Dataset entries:
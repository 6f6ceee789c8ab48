//! The command table.
//!
//! Every supported token is registered exactly once, each entry built via
//! the arity-bound operation compiler ([`crate::command::Command`]). Most
//! entries wrap a primitive from `sigil_foundation::ops` with the slots
//! passed in declared order; entries with non-uniform stack shape (variable
//! result count, conditional pushes, direct stack-structure manipulation)
//! use bespoke templates.
//!
//! Registration is split by family, mirroring the namespaces the extension
//! prefixes carve out:
//! - `stack`: stack-structure commands
//! - `arith`: arithmetic and bitwise commands
//! - `compare`: comparison commands
//! - `logic`: truthiness and predicate commands
//! - `iter`: sequence commands
//! - `string`: text commands
//! - `math_ext`: the `∆` namespace (trigonometry, number theory)
//! - `string_ext`: the `ø` namespace
//! - `list_ext`: the `Þ` namespace (lists and matrices)
//! - `meta`: the `¨` namespace plus register/global-stack/context/IO
//! - `constants`: zero-arity constant pushers, including the `k` library

mod arith;
mod compare;
mod constants;
mod iter;
mod list_ext;
mod logic;
mod math_ext;
mod meta;
mod stack;
mod string;
mod string_ext;

use std::collections::HashMap;

use sigil_foundation::{Error, Result, Value};

use crate::command::{Command, Operands, Outcome};
use crate::interp::Interp;

/// The static token → command mapping.
pub struct CommandSet {
    entries: HashMap<&'static str, Command>,
}

impl CommandSet {
    fn new() -> Self {
        Self {
            entries: HashMap::new(),
        }
    }

    /// Registers a compiled command under a token.
    ///
    /// # Errors
    ///
    /// Returns `MalformedTable` when the token is already registered.
    pub fn insert(&mut self, token: &'static str, command: Command) -> Result<()> {
        if self.entries.insert(token, command).is_some() {
            return Err(Error::malformed_table(format!(
                "duplicate command token {token:?}"
            )));
        }
        Ok(())
    }

    /// Registers a bespoke template.
    pub fn op(
        &mut self,
        token: &'static str,
        arity: u8,
        template: impl Fn(&mut Interp<'_>, Operands) -> Result<Outcome> + Send + Sync + 'static,
    ) -> Result<()> {
        self.insert(token, Command::new(arity, template))
    }

    /// Registers a one-operand primitive invocation.
    pub fn unary(&mut self, token: &'static str, f: fn(Value) -> Result<Value>) -> Result<()> {
        self.op(token, 1, move |_, operands| {
            f(operands.unary()).map(Outcome::One)
        })
    }

    /// Registers a one-operand primitive taking its operand by reference.
    pub fn unary_ref(
        &mut self,
        token: &'static str,
        f: fn(&Value) -> Result<Value>,
    ) -> Result<()> {
        self.op(token, 1, move |_, operands| {
            f(&operands.unary()).map(Outcome::One)
        })
    }

    /// Registers a two-operand primitive invocation; slots are passed in
    /// declared order (lhs = slot 2, rhs = slot 1).
    pub fn binary(
        &mut self,
        token: &'static str,
        f: fn(Value, Value) -> Result<Value>,
    ) -> Result<()> {
        self.op(token, 2, move |_, operands| {
            let (lhs, rhs) = operands.binary();
            f(lhs, rhs).map(Outcome::One)
        })
    }

    /// Registers a two-operand primitive taking operands by reference.
    pub fn binary_ref(
        &mut self,
        token: &'static str,
        f: fn(&Value, &Value) -> Result<Value>,
    ) -> Result<()> {
        self.op(token, 2, move |_, operands| {
            let (lhs, rhs) = operands.binary();
            f(&lhs, &rhs).map(Outcome::One)
        })
    }

    /// Registers a three-operand primitive taking operands by reference,
    /// in declared order (slot 3, slot 2, slot 1).
    pub fn ternary_ref(
        &mut self,
        token: &'static str,
        f: fn(&Value, &Value, &Value) -> Result<Value>,
    ) -> Result<()> {
        self.op(token, 3, move |_, operands| {
            let (first, second, third) = operands.ternary();
            f(&first, &second, &third).map(Outcome::One)
        })
    }

    /// Registers a zero-arity constant pusher.
    pub fn constant(&mut self, token: &'static str, f: fn() -> Value) -> Result<()> {
        self.op(token, 0, move |_, _| Ok(Outcome::One(f())))
    }

    /// Exact-match lookup.
    #[must_use]
    pub fn get(&self, token: &str) -> Option<&Command> {
        self.entries.get(token)
    }

    /// Whether the token is registered.
    #[must_use]
    pub fn contains(&self, token: &str) -> bool {
        self.entries.contains_key(token)
    }

    /// Every registered token.
    pub fn tokens(&self) -> impl Iterator<Item = &'static str> + '_ {
        self.entries.keys().copied()
    }

    /// Number of registered tokens.
    #[must_use]
    pub fn len(&self) -> usize {
        self.entries.len()
    }

    /// Whether the table is empty.
    #[must_use]
    pub fn is_empty(&self) -> bool {
        self.entries.is_empty()
    }
}

/// Builds the full command table.
///
/// # Errors
///
/// Returns `MalformedTable` on any duplicate registration.
pub fn build() -> Result<CommandSet> {
    let mut set = CommandSet::new();
    stack::register(&mut set)?;
    arith::register(&mut set)?;
    compare::register(&mut set)?;
    logic::register(&mut set)?;
    iter::register(&mut set)?;
    string::register(&mut set)?;
    math_ext::register(&mut set)?;
    string_ext::register(&mut set)?;
    list_ext::register(&mut set)?;
    meta::register(&mut set)?;
    constants::register(&mut set)?;
    Ok(set)
}

#[cfg(test)]
mod tests {
    use super::*;

    #[test]
    fn table_builds_without_duplicates() {
        let set = build().unwrap();
        assert!(set.len() > 200, "table has {} entries", set.len());
    }

    #[test]
    fn duplicate_registration_is_malformed() {
        let mut set = CommandSet::new();
        set.constant("₀", || Value::Int(10)).unwrap();
        let err = set.constant("₀", || Value::Int(10)).unwrap_err();
        assert!(matches!(
            err.kind,
            sigil_foundation::ErrorKind::MalformedTable(_)
        ));
    }
}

- _WHAT TO DO_
Retype each entry without altering a single word.

- _TASK SOLUTION_
repository 6f6ceee789c8ab48
//! The command table.
//!
//! Every supported token is registered exactly once, each entry built via
//! the arity-bound operation compiler ([`crate::command::Command`]). Most
//! entries wrap a primitive from `sigil_foundation::ops` with the slots
//! passed in declared order; entries with non-uniform stack shape (variable
//! result count, conditional pushes, direct stack-structure manipulation)
//! use bespoke templates.
//!
//! Registration is split by family, mirroring the namespaces the extension
//! prefixes carve out:
//! - `stack`: stack-structure commands
//! - `arith`: arithmetic and bitwise commands
//! - `compare`: comparison commands
//! - `logic`: truthiness and predicate commands
//! - `iter`: sequence commands
//! - `string`: text commands
//! - `math_ext`: the `∆` namespace (trigonometry, number theory)
//! - `string_ext`: the `ø` namespace
//! - `list_ext`: the `Þ` namespace (lists and matrices)
//! - `meta`: the `¨` namespace plus register/global-stack/context/IO
//! - `constants`: zero-arity constant pushers, including the `k` library

mod arith;
mod compare;
mod constants;
mod iter;
mod list_ext;
mod logic;
mod math_ext;
mod meta;
mod stack;
mod string;
mod string_ext;

use std::collections::HashMap;

use sigil_foundation::{Error, Result, Value};

use crate::command::{Command, Operands, Outcome};
use crate::interp::Interp;

/// The static token → command mapping.
pub struct CommandSet {
    entries: HashMap<&'static str, Command>,
}

impl CommandSet {
    fn new() -> Self {
        Self {
            entries: HashMap::new(),
        }
    }

    /// Registers a compiled command under a token.
    ///
    /// # Errors
    ///
    /// Returns `MalformedTable` when the token is already registered.
    pub fn insert(&mut self, token: &'static str, command: Command) -> Result<()> {
        if self.entries.insert(token, command).is_some() {
            return Err(Error::malformed_table(format!(
                "duplicate command token {token:?}"
            )));
        }
        Ok(())
    }

    /// Registers a bespoke template.
    pub fn op(
        &mut self,
        token: &'static str,
        arity: u8,
        template: impl Fn(&mut Interp<'_>, Operands) -> Result<Outcome> + Send + Sync + 'static,
    ) -> Result<()> {
        self.insert(token, Command::new(arity, template))
    }

    /// Registers a one-operand primitive invocation.
    pub fn unary(&mut self, token: &'static str, f: fn(Value) -> Result<Value>) -> Result<()> {
        self.op(token, 1, move |_, operands| {
            f(operands.unary()).map(Outcome::One)
        })
    }

    /// Registers a one-operand primitive taking its operand by reference.
    pub fn unary_ref(
        &mut self,
        token: &'static str,
        f: fn(&Value) -> Result<Value>,
    ) -> Result<()> {
        self.op(token, 1, move |_, operands| {
            f(&operands.unary()).map(Outcome::One)
        })
    }

    /// Registers a two-operand primitive invocation; slots are passed in
    /// declared order (lhs = slot 2, rhs = slot 1).
    pub fn binary(
        &mut self,
        token: &'static str,
        f: fn(Value, Value) -> Result<Value>,
    ) -> Result<()> {
        self.op(token, 2, move |_, operands| {
            let (lhs, rhs) = operands.binary();
            f(lhs, rhs).map(Outcome::One)
        })
    }

    /// Registers a two-operand primitive taking operands by reference.
    pub fn binary_ref(
        &mut self,
        token: &'static str,
        f: fn(&Value, &Value) -> Result<Value>,
    ) -> Result<()> {
        self.op(token, 2, move |_, operands| {
            let (lhs, rhs) = operands.binary();
            f(&lhs, &rhs).map(Outcome::One)
        })
    }

    /// Registers a three-operand primitive taking operands by reference,
    /// in declared order (slot 3, slot 2, slot 1).
    pub fn ternary_ref(
        &mut self,
        token: &'static str,
        f: fn(&Value, &Value, &Value) -> Result<Value>,
    ) -> Result<()> {
        self.op(token, 3, move |_, operands| {
            let (first, second, third) = operands.ternary();
            f(&first, &second, &third).map(Outcome::One)
        })
    }

    /// Registers a zero-arity constant pusher.
    pub fn constant(&mut self, token: &'static str, f: fn() -> Value) -> Result<()> {
        self.op(token, 0, move |_, _| Ok(Outcome::One(f())))
    }

    /// Exact-match lookup.
    #[must_use]
    pub fn get(&self, token: &str) -> Option<&Command> {
        self.entries.get(token)
    }

    /// Whether the token is registered.
    #[must_use]
    pub fn contains(&self, token: &str) -> bool {
        self.entries.contains_key(token)
    }

    /// Every registered token.
    pub fn tokens(&self) -> impl Iterator<Item = &'static str> + '_ {
        self.entries.keys().copied()
    }

    /// Number of registered tokens.
    #[must_use]
    pub fn len(&self) -> usize {
        self.entries.len()
    }

    /// Whether the table is empty.
    #[must_use]
    pub fn is_empty(&self) -> bool {
        self.entries.is_empty()
    }
}

/// Builds the full command table.
///
/// # Errors
///
/// Returns `MalformedTable` on any duplicate registration.
pub fn build() -> Result<CommandSet> {
    let mut set = CommandSet::new();
    stack::register(&mut set)?;
    arith::register(&mut set)?;
    compare::register(&mut set)?;
    logic::register(&mut set)?;
    iter::register(&mut set)?;
    string::register(&mut set)?;
    math_ext::register(&mut set)?;
    string_ext::register(&mut set)?;
    list_ext::register(&mut set)?;
    meta::register(&mut set)?;
    constants::register(&mut set)?;
    Ok(set)
}

#[cfg(test)]
mod tests {
    use super::*;

    #[test]
    fn table_builds_without_duplicates() {
        let set = build().unwrap();
        assert!(set.len() > 200, "table has {} entries", set.len());
    }

    #[test]
    fn duplicate_registration_is_malformed() {
        let mut set = CommandSet::new();
        set.constant("₀", || Value::Int(10)).unwrap();
        let err = set.constant("₀", || Value::Int(10)).unwrap_err();
        assert!(matches!(
            err.kind,
            sigil_foundation::ErrorKind::MalformedTable(_)
        ));
    }
}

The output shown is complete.